[Stored data]
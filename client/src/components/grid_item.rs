use collectibles::NftInfo;
use leptos::prelude::*;

use crate::net::api::endpoint;

#[cfg(test)]
#[path = "grid_item_test.rs"]
mod grid_item_test;

/// Path of the detail page for a token, with the id percent-encoded.
pub fn token_href(token_id: &str) -> String {
    endpoint(&["token", token_id], None)
}

/// One card in a collection grid.
#[component]
pub fn GridItem(nft: NftInfo) -> impl IntoView {
    let href = token_href(&nft.token_id);
    let image = nft.image.clone().map(|src| {
        let alt = nft.name.clone();
        view! { <img class="grid-item__image" src=src alt=alt loading="lazy"/> }
    });

    view! {
        <a class="grid-item" href=href>
            {image}
            <div class="grid-item__name">{nft.name}</div>
        </a>
    }
}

Required action:
Please give the number of lines in the entries above that hold "endpoint", with no other words.

Answer to the problem:
2